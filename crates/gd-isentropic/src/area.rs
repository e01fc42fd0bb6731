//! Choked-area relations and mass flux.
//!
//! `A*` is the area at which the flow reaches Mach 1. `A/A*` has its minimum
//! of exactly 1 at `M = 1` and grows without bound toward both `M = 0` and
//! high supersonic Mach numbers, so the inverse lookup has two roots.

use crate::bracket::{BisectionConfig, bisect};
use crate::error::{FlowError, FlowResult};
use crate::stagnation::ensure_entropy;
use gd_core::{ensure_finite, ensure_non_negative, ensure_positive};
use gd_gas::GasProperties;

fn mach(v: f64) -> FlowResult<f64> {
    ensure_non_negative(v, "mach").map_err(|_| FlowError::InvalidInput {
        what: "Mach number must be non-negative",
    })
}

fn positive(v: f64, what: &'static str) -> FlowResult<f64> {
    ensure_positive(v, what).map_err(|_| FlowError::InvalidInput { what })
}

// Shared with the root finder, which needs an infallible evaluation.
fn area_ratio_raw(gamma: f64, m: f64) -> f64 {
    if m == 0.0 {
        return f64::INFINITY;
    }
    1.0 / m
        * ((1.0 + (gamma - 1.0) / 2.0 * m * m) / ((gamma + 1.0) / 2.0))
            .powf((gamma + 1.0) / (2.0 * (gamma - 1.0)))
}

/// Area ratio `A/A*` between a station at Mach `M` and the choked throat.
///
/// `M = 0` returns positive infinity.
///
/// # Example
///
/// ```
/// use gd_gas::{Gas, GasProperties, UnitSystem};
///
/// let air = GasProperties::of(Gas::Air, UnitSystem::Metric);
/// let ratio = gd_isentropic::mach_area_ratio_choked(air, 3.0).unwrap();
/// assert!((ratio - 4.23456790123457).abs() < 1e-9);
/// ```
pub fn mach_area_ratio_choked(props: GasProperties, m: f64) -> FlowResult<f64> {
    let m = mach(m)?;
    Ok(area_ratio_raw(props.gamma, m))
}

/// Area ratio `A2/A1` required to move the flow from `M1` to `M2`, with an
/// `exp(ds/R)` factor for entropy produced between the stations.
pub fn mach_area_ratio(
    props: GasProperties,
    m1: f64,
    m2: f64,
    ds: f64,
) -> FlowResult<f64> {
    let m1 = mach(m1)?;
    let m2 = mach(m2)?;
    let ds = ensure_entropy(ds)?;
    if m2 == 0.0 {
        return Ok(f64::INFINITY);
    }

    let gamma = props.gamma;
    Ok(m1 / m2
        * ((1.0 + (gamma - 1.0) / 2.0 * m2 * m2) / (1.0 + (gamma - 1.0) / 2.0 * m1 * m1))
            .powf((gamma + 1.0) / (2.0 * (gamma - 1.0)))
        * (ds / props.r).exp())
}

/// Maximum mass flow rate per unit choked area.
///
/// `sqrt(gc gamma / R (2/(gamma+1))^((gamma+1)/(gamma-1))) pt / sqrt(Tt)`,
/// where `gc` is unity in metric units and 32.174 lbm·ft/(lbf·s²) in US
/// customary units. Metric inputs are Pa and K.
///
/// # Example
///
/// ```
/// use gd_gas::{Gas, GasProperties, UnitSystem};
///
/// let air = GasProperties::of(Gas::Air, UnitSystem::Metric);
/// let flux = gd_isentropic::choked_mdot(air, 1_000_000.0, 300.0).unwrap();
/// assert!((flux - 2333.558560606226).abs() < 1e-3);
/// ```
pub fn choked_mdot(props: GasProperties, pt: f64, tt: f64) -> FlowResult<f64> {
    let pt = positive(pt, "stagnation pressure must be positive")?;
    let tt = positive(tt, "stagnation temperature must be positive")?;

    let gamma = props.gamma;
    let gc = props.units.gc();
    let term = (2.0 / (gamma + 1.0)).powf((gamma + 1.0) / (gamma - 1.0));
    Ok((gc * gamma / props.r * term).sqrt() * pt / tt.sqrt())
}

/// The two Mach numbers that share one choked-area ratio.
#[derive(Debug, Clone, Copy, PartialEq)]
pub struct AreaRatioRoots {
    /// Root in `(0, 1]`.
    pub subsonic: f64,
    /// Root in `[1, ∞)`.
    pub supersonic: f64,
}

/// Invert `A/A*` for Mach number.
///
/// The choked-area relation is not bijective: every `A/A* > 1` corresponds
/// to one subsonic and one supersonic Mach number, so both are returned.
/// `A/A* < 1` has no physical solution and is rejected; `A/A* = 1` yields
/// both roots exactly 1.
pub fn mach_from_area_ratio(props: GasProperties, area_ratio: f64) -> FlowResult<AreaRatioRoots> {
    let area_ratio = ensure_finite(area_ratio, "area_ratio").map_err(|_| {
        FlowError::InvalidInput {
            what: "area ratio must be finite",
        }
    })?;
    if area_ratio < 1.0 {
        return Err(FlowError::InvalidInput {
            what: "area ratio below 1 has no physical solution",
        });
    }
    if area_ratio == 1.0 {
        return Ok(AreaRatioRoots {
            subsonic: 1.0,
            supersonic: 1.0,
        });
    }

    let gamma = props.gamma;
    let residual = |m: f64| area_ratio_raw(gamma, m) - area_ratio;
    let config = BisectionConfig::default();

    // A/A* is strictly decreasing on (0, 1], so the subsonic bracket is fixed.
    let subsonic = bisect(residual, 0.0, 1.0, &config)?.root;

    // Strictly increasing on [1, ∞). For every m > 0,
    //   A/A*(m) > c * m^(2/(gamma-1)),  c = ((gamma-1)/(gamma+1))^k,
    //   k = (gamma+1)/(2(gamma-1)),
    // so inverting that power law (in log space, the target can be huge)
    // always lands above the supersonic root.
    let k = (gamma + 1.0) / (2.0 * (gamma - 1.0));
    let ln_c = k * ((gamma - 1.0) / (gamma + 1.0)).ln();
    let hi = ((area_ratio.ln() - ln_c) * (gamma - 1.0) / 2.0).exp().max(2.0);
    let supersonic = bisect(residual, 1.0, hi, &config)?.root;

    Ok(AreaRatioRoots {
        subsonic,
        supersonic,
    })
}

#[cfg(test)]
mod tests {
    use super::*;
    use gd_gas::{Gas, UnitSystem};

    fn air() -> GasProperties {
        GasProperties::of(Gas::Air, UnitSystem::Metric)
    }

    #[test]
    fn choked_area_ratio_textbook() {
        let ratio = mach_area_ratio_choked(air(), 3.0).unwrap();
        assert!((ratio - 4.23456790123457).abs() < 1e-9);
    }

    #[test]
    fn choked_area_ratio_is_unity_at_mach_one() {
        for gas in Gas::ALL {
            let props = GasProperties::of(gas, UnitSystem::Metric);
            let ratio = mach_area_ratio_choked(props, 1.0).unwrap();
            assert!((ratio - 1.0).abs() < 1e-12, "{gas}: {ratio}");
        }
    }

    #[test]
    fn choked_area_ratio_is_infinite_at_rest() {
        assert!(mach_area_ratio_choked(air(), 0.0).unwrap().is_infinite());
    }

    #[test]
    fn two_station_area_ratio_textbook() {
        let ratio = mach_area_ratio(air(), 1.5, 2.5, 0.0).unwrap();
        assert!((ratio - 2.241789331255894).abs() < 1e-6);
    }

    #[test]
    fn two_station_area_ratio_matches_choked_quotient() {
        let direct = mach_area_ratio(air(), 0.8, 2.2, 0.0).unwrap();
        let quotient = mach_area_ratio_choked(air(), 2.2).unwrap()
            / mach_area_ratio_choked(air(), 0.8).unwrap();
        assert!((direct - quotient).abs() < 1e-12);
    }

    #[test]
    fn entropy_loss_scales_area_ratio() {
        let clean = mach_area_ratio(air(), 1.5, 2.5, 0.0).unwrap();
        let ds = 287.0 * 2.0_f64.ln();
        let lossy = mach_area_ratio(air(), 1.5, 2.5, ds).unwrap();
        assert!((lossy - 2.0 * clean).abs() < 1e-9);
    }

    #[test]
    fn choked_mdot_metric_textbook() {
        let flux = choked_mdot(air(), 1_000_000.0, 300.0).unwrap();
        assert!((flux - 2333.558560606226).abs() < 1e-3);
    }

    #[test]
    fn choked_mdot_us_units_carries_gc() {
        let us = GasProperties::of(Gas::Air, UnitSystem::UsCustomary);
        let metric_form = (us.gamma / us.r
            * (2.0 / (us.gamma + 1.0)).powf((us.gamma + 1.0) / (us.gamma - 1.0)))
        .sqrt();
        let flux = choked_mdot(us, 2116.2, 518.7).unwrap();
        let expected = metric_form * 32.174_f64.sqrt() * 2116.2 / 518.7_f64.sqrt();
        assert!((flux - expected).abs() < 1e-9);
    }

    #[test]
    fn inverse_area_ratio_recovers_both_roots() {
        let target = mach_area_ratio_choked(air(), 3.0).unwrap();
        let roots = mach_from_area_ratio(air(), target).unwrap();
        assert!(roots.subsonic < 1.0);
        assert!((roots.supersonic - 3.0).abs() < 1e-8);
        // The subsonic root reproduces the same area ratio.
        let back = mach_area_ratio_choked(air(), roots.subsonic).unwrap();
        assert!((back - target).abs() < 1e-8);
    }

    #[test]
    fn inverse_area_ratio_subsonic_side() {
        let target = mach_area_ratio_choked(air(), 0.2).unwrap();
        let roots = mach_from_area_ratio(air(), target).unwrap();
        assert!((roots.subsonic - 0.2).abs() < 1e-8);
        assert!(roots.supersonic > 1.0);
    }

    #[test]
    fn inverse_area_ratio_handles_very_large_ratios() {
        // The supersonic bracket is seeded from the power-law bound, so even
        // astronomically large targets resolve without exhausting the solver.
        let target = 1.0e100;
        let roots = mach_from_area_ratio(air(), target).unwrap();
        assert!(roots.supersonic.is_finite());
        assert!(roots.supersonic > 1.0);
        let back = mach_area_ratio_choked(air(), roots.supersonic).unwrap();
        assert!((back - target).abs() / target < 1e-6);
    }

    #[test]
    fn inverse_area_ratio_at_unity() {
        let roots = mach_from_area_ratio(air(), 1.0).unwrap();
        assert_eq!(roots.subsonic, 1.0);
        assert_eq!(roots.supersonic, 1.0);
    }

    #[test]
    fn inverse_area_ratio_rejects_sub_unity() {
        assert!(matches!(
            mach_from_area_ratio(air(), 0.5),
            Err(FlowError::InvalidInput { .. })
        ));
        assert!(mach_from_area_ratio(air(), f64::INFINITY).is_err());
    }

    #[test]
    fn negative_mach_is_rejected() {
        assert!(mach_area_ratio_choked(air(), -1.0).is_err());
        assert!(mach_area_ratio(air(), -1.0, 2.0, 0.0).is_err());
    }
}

---

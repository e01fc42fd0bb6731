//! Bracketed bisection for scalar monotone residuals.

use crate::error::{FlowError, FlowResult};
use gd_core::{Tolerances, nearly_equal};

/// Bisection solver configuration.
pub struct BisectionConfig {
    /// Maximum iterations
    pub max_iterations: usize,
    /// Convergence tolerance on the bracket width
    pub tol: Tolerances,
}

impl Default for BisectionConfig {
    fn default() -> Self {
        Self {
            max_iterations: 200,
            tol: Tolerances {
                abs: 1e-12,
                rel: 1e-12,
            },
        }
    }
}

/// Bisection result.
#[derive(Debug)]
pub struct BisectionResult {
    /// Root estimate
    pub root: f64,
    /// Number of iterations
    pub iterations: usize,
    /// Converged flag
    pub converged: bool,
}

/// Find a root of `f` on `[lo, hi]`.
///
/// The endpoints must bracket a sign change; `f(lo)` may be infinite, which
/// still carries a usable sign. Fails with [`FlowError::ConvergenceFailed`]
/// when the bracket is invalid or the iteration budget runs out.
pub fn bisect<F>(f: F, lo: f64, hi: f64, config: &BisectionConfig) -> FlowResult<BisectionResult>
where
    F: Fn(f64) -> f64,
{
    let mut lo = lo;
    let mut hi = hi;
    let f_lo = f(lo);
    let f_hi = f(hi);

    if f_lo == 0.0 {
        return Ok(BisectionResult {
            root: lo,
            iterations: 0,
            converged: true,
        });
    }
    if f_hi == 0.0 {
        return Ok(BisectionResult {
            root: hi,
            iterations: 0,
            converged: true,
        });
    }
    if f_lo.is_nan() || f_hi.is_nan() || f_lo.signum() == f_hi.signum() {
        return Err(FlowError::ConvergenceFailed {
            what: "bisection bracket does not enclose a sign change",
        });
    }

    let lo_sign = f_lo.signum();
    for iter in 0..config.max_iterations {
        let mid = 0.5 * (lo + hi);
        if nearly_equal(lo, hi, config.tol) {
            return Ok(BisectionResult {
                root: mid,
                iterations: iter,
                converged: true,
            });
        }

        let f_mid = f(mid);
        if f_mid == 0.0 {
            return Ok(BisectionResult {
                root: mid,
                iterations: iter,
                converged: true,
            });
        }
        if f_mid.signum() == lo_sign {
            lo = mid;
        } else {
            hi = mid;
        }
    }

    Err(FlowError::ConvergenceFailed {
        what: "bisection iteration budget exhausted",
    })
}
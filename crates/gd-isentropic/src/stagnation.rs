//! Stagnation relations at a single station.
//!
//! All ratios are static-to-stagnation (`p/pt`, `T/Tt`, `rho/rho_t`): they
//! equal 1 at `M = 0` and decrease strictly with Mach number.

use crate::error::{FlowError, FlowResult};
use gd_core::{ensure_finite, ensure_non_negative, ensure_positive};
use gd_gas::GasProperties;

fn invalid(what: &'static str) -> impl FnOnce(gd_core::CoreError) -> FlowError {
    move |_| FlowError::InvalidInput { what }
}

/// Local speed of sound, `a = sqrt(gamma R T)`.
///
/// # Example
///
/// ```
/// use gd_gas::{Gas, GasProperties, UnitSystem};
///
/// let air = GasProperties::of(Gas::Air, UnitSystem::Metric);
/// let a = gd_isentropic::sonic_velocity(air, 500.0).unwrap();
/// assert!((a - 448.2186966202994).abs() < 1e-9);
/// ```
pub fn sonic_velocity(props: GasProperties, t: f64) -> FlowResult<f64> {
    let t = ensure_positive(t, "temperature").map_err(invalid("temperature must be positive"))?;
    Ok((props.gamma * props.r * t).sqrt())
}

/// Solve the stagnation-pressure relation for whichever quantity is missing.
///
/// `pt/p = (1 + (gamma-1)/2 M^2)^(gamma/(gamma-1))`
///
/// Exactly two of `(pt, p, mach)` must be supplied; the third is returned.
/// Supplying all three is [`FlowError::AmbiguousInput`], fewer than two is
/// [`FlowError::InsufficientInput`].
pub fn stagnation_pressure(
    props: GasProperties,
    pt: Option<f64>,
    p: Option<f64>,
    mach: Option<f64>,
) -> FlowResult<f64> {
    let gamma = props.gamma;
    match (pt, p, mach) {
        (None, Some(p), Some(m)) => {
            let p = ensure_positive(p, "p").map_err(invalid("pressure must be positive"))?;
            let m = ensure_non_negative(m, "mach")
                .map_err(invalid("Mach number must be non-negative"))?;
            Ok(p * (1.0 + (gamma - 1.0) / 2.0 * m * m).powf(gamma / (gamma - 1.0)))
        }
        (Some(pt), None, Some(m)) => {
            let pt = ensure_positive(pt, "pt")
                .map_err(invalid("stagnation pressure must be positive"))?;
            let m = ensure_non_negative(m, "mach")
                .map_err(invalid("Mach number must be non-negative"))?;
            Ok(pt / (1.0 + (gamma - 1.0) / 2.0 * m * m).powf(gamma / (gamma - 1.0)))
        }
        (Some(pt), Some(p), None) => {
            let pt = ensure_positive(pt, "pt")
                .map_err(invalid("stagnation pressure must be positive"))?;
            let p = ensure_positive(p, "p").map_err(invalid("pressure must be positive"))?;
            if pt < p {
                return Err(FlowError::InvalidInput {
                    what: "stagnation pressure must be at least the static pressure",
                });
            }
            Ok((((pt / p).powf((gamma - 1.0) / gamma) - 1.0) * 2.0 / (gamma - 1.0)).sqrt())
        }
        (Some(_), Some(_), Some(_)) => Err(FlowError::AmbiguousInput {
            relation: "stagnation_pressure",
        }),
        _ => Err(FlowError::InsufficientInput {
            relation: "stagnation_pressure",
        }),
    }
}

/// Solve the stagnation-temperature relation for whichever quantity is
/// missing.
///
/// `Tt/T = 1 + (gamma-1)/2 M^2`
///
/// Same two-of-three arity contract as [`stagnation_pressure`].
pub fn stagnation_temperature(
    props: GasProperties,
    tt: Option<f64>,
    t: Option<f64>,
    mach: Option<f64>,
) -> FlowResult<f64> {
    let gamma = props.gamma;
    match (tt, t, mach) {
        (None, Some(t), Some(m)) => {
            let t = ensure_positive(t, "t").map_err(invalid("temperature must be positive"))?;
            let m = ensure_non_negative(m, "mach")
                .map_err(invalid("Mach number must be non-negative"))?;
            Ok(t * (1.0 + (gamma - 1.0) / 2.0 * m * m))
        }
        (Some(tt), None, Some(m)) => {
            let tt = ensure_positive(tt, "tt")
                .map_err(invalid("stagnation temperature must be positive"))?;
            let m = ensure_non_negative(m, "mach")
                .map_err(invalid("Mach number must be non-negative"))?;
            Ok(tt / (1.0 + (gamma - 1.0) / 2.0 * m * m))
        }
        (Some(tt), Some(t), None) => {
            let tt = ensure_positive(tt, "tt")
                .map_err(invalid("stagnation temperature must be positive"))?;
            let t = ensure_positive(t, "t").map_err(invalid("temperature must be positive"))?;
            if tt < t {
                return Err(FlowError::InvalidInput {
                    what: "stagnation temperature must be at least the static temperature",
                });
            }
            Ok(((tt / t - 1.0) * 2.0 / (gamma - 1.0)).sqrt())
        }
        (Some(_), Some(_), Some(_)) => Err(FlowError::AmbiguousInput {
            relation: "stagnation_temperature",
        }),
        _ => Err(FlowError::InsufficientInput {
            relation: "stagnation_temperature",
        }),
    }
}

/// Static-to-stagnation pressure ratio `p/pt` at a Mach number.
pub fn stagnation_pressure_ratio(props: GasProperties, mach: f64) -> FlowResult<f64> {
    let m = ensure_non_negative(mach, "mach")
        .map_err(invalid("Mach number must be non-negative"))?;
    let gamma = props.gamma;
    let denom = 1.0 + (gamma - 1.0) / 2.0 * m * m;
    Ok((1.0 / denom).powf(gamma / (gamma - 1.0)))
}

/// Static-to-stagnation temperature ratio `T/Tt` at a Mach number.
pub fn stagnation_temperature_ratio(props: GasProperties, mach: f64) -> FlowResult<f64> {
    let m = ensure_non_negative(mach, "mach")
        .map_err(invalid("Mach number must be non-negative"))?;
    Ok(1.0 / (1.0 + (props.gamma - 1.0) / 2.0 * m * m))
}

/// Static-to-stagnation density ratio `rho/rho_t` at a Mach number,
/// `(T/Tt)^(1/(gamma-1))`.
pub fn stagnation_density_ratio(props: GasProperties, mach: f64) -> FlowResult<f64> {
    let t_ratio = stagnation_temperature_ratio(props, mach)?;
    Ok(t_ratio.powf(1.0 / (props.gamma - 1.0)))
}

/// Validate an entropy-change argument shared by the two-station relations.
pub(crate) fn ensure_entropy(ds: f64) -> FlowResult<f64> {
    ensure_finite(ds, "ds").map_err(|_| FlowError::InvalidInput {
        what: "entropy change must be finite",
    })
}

...

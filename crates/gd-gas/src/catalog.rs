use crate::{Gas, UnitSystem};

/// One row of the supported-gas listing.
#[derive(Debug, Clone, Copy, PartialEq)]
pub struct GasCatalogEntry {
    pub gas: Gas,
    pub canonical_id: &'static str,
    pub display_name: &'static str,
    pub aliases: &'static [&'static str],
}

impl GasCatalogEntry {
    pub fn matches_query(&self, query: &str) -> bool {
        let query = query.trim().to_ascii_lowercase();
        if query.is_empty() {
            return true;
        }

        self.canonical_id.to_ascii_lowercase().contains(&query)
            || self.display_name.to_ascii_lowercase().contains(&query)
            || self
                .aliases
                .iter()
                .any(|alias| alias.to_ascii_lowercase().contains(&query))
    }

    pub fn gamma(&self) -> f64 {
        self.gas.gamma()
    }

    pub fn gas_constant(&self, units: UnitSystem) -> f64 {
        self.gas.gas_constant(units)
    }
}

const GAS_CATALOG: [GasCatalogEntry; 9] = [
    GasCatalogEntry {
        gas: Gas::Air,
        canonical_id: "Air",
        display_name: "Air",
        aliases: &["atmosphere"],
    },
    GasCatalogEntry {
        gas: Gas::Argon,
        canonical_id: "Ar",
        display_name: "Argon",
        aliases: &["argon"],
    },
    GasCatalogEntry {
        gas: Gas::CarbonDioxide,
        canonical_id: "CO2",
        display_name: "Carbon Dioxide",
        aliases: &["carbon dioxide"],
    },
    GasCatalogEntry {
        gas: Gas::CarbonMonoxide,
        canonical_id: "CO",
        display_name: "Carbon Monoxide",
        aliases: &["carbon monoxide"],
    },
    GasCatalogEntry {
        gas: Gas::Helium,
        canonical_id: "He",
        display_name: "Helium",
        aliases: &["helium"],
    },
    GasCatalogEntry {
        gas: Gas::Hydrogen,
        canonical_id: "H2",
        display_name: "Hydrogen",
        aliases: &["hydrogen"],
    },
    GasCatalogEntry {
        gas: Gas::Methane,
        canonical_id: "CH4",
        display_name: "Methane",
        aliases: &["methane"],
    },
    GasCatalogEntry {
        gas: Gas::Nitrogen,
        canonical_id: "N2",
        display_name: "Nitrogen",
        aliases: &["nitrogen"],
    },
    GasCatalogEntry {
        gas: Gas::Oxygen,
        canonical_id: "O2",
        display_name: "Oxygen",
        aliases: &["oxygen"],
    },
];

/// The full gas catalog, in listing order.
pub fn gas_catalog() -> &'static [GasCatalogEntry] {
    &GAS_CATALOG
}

● **THE TASK**
Scan the records above for the word "numbers" and return every line where it occurs.

● **TASK RESPONSE**
//! high supersonic Mach numbers, so the inverse lookup has two roots.
/// The two Mach numbers that share one choked-area ratio.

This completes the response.